India Inc wants stronger SEBI regulation: KPMG report
07 May 2009
Corporate India is batting for a stronger regulatory framework and wants market regulator Securities and Exchange Board of India (SEBI) to fortify Clause 49 of the Listing Agreement, in order to improve corporate governance, global audit and advisory firm KPMG said in a report.
Under Clause 49 of the SEBI Listing Agreement, all listed companies in the country are required to reserve half their boards for independent directors if the chairman is an executive director.
The KPMG report followed an opinion poll among corporate chief executives, chief financial officers, independent directors and business leaders from various sectors, including private equity, banking, insurance and securities and transport.
A majority of the industry leaders polled were of the opinion that the SEBI regulatory framework needed changes.

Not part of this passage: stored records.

//! Wire protocol for Matchforge.
//!
//! This crate defines the "language" that lobby clients and the server
//! speak:
//!
//! - **Types** ([`UserId`], [`MatchId`], [`Match`], [`Invitation`],
//!   [`Team`]) — the records that travel on the wire and sit in the
//!   session store.
//! - **Messages** ([`ClientMessage`], [`ServerMessage`]) — tagged unions
//!   over every inbound operation and outbound reply/notification.
//! - **Codec** ([`Codec`] trait, [`JsonCodec`]) — how those messages are
//!   converted to/from bytes.
//! - **Errors** ([`ProtocolError`], [`ErrorCode`]).
//!
//! ```text
//! Transport (frames) → Protocol (ClientMessage) → Gateway → Orchestrator
//! ```

mod codec;
mod error;
mod messages;
mod types;

pub use codec::Codec;
#[cfg(feature = "json")]
pub use codec::JsonCodec;
pub use error::ProtocolError;
pub use messages::{
    AuthRequest, AuthSuccess, ClientMessage, CreateMatchRequest, Decoded,
    ErrorCode, ErrorPayload, FriendsInvited, Inbound, InviteFriendsRequest,
    InviteResult, MatchCreated, MatchLeft, MatchStarted, PlayerEvent,
    RespondInviteRequest, ServerMessage, StartMatchRequest,
};
pub use types::{
    Invitation, InviteAnswer, Match, MatchId, MatchPlayer, MatchStatus,
    PlayerStatus, Team, UserId,
};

While 44 per cent of the respondents suggested major revamp of Clause 49 of the Listing Agreement, 46 per cent felt that the clause required only minor changes, the KPMG report said.

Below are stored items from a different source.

//! Operation dispatch and notification fan-out.
//!
//! The orchestrator decides what changed; this module decides who hears
//! about it. Every operation answers the caller on its own connection and
//! pushes notifications to other users through the session mappings and
//! the connection registry:
//!
//! | Operation | Caller gets | Others get |
//! |---|---|---|
//! | `create_match` | `match_created` | — |
//! | `invite_friends` | `friends_invited` | `match_invitation` (each online invitee) |
//! | `respond_invite` | `invite_accepted` / `invite_declined` | `player_joined` (other participants, accept only) |
//! | `start_match` | `match_started` | `match_started` (other participants) |
//! | `leave_match` | `match_left` | `player_left` (remaining participants) |
//!
//! A failed operation answers the caller with exactly one `error`.

use matchforge_match::{InviteOutcome, LeaveOutcome, MatchError};
use matchforge_protocol::{
    ClientMessage, Codec, CreateMatchRequest, ErrorCode, FriendsInvited,
    InviteAnswer, InviteFriendsRequest, InviteResult, MatchCreated, MatchLeft,
    MatchStarted, PlayerEvent, RespondInviteRequest, ServerMessage,
    StartMatchRequest, UserId,
};
use matchforge_session::Authenticator;
use matchforge_store::SessionStore;
use matchforge_transport::Connection;

use crate::server::ServerState;
use crate::MatchforgeError;

/// Runs one operation for an authenticated `user`.
///
/// Returns `Err` only if the caller's own connection could not be
/// written to.
pub(crate) async fn dispatch<C, S, A, K>(
    conn: &C,
    server: &ServerState<C, S, A, K>,
    user: &UserId,
    message: ClientMessage,
) -> Result<(), MatchforgeError>
where
    C: Connection,
    S: SessionStore,
    A: Authenticator,
    K: Codec,
{
    let result = match message {
        ClientMessage::CreateMatch(req) => create_match(server, user, req).await,
        ClientMessage::InviteFriends(req) => invite_friends(server, user, req).await,
        ClientMessage::RespondInvite(req) => respond_invite(server, user, req).await,
        ClientMessage::StartMatch(req) => start_match(server, user, req).await,
        ClientMessage::LeaveMatch => leave_match(server, user).await,
        // Screened out by the handler before dispatch.
        ClientMessage::Auth(_) => Err(MatchError::FailedPrecondition(
            "Already authenticated".into(),
        )),
    };

    match result {
        Ok(reply) => send_to(conn, server, &reply).await,
        Err(e) => {
            let message = match e.code() {
                ErrorCode::Internal => {
                    tracing::warn!(%user, error = %e, "operation failed");
                    "Internal error".to_string()
                }
                _ => {
                    tracing::debug!(%user, error = %e, "operation rejected");
                    e.to_string()
                }
            };
            send_error(conn, server, e.code(), &message).await
        }
    }
}

async fn create_match<C, S, A, K>(
    server: &ServerState<C, S, A, K>,
    user: &UserId,
    req: CreateMatchRequest,
) -> Result<ServerMessage, MatchError>
where
    C: Connection,
    S: SessionStore,
    A: Authenticator,
    K: Codec,
{
    let record = server
        .orchestrator
        .create_match(user, &req.game_id, req.max_players)
        .await?;
    Ok(ServerMessage::MatchCreated(MatchCreated {
        match_id: record.match_id,
        game_id: record.game_id,
        host_id: record.host_id,
        max_players: record.max_players,
        message: "Match created successfully".into(),
    }))
}

async fn invite_friends<C, S, A, K>(
    server: &ServerState<C, S, A, K>,
    user: &UserId,
    req: InviteFriendsRequest,
) -> Result<ServerMessage, MatchError>
where
    C: Connection,
    S: SessionStore,
    A: Authenticator,
    K: Codec,
{
    let report = server
        .orchestrator
        .invite_friends(user, &req.match_id, &req.friend_ids)
        .await?;

    for (friend, invitation) in &report.invited {
        let delivered = push(
            server,
            std::slice::from_ref(friend),
            &ServerMessage::MatchInvitation(invitation.clone()),
        )
        .await;
        if delivered == 0 {
            tracing::debug!(%friend, match_id = %report.match_id, "invitation stored but not delivered");
        }
    }

    let invited_ids = report.invited_ids();
    Ok(ServerMessage::FriendsInvited(FriendsInvited {
        message: format!(
            "Invited {} friends, {} failed",
            invited_ids.len(),
            report.failed.len()
        ),
        match_id: report.match_id,
        invited_ids,
        failed_ids: report.failed,
    }))
}

async fn respond_invite<C, S, A, K>(
    server: &ServerState<C, S, A, K>,
    user: &UserId,
    req: RespondInviteRequest,
) -> Result<ServerMessage, MatchError>
where
    C: Connection,
    S: SessionStore,
    A: Authenticator,
    K: Codec,
{
    let outcome = server
        .orchestrator
        .respond_invite(user, &req.match_id, req.response)
        .await?;

    match outcome {
        InviteOutcome::Declined { match_id, .. } => {
            Ok(ServerMessage::InviteDeclined(InviteResult {
                match_id,
                user_id: user.clone(),
                response: InviteAnswer::Decline,
                message: "Invitation declined".into(),
            }))
        }
        InviteOutcome::Accepted(record) => {
            let others: Vec<UserId> = record
                .participants()
                .into_iter()
                .filter(|p| p != user)
                .collect();
            push(
                server,
                &others,
                &ServerMessage::PlayerJoined(PlayerEvent {
                    match_id: record.match_id.clone(),
                    user_id: user.clone(),
                    players: record.players,
                }),
            )
            .await;

            Ok(ServerMessage::InviteAccepted(InviteResult {
                match_id: record.match_id,
                user_id: user.clone(),
                response: InviteAnswer::Accept,
                message: "Successfully joined the match".into(),
            }))
        }
    }
}

async fn start_match<C, S, A, K>(
    server: &ServerState<C, S, A, K>,
    user: &UserId,
    req: StartMatchRequest,
) -> Result<ServerMessage, MatchError>
where
    C: Connection,
    S: SessionStore,
    A: Authenticator,
    K: Codec,
{
    let started = server.orchestrator.start_match(user, &req.match_id).await?;

    let notice = ServerMessage::MatchStarted(MatchStarted {
        match_id: started.record.match_id.clone(),
        game_id: started.record.game_id.clone(),
        teams: started.teams,
        message: "Match started!".into(),
    });
    let others: Vec<UserId> = started
        .record
        .participants()
        .into_iter()
        .filter(|p| p != user)
        .collect();
    push(server, &others, &notice).await;

    Ok(notice)
}

async fn leave_match<C, S, A, K>(
    server: &ServerState<C, S, A, K>,
    user: &UserId,
) -> Result<ServerMessage, MatchError>
where
    C: Connection,
    S: SessionStore,
    A: Authenticator,
    K: Codec,
{
    let outcome = leave_and_notify(server, user).await?;
    Ok(ServerMessage::MatchLeft(MatchLeft {
        match_id: outcome.match_id,
        message: "Left the match".into(),
    }))
}

/// Removes `user` from their match and tells the remaining participants.
///
/// Shared by the explicit `leave_match` operation and disconnect cleanup,
/// so an abrupt disconnect looks exactly like a leave to everyone else.
pub(crate) async fn leave_and_notify<C, S, A, K>(
    server: &ServerState<C, S, A, K>,
    user: &UserId,
) -> Result<LeaveOutcome, MatchError>
where
    C: Connection,
    S: SessionStore,
    A: Authenticator,
    K: Codec,
{
    let outcome = server.orchestrator.leave_match(user).await?;
    if !outcome.remaining.is_empty() {
        push(
            server,
            &outcome.remaining,
            &ServerMessage::PlayerLeft(PlayerEvent {
                match_id: outcome.match_id.clone(),
                user_id: user.clone(),
                players: outcome.players.clone(),
            }),
        )
        .await;
    }
    Ok(outcome)
}

/// Pushes `message` to every user in `users` that has a live connection.
/// Returns how many connections it reached.
///
/// Delivery is best effort: an offline user or a failed write is logged
/// and skipped, never reported to the caller.
async fn push<C, S, A, K>(
    server: &ServerState<C, S, A, K>,
    users: &[UserId],
    message: &ServerMessage,
) -> usize
where
    C: Connection,
    S: SessionStore,
    A: Authenticator,
    K: Codec,
{
    if users.is_empty() {
        return 0;
    }
    let bytes = match server.codec.encode(message) {
        Ok(bytes) => bytes,
        Err(e) => {
            tracing::warn!(error = %e, "failed to encode notification");
            return 0;
        }
    };

    let mut delivered = 0;
    for user in users {
        let conn_id = match server.mappings.connection_of(user).await {
            Ok(Some(conn_id)) => conn_id,
            Ok(None) => {
                tracing::debug!(%user, "no live session, notification skipped");
                continue;
            }
            Err(e) => {
                tracing::warn!(%user, error = %e, "session lookup failed");
                continue;
            }
        };
        let Some(target) = server.registry.lookup(&conn_id).await else {
            tracing::debug!(%user, %conn_id, "mapped connection is gone");
            continue;
        };
        match target.send(&bytes).await {
            Ok(()) => delivered += 1,
            Err(e) => tracing::debug!(%user, %conn_id, error = %e, "push failed"),
        }
    }
    delivered
}

/// Encodes and sends `message` to `conn`.
pub(crate) async fn send_to<C, S, A, K>(
    conn: &C,
    server: &ServerState<C, S, A, K>,
    message: &ServerMessage,
) -> Result<(), MatchforgeError>
where
    C: Connection,
    S: SessionStore,
    A: Authenticator,
    K: Codec,
{
    let bytes = server.codec.encode(message)?;
    conn.send(&bytes).await?;
    Ok(())
}

/// Sends an `error` message to `conn`.
pub(crate) async fn send_error<C, S, A, K>(
    conn: &C,
    server: &ServerState<C, S, A, K>,
    code: ErrorCode,
    message: &str,
) -> Result<(), MatchforgeError>
where
    C: Connection,
    S: SessionStore,
    A: Authenticator,
    K: Codec,
{
    server.metrics.error_sent();
    send_to(conn, server, &ServerMessage::error(code, message)).await
}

SEBI, through Clause 49 of the Listing Agreement has redefined the role of independent directors, increased the responsibilities of audit committees and improved the quality of financial disclosures.

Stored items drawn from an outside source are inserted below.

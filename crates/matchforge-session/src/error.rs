//! Error types for the session layer.

use matchforge_protocol::ErrorCode;
use matchforge_store::StoreError;

/// Errors that can occur while authenticating or mapping a session.
#[derive(Debug, thiserror::Error)]
pub enum SessionError {
    /// The credential was rejected by the
    /// [`Authenticator`](crate::Authenticator).
    #[error("authentication failed: {0}")]
    AuthFailed(String),

    /// Reading or writing a session mapping failed.
    #[error(transparent)]
    Store(#[from] StoreError),
}

impl SessionError {
    /// The wire error category for this failure.
    pub fn code(&self) -> ErrorCode {
        match self {
            Self::AuthFailed(_) => ErrorCode::Unauthenticated,
            Self::Store(_) => ErrorCode::Internal,
        }
    }
}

Company boards are also required to get financial statements certified by CEO/CFO for improving disclosures to shareholders. However, the clause has not helped bring in major changes in corporate governance in the country, the report said.
The need for stronger corporate governance has been felt in the backdrop of the current financial turmoil, brought about by poor governance system and a general lack of financial discipline and supervision, KPMG said in its report.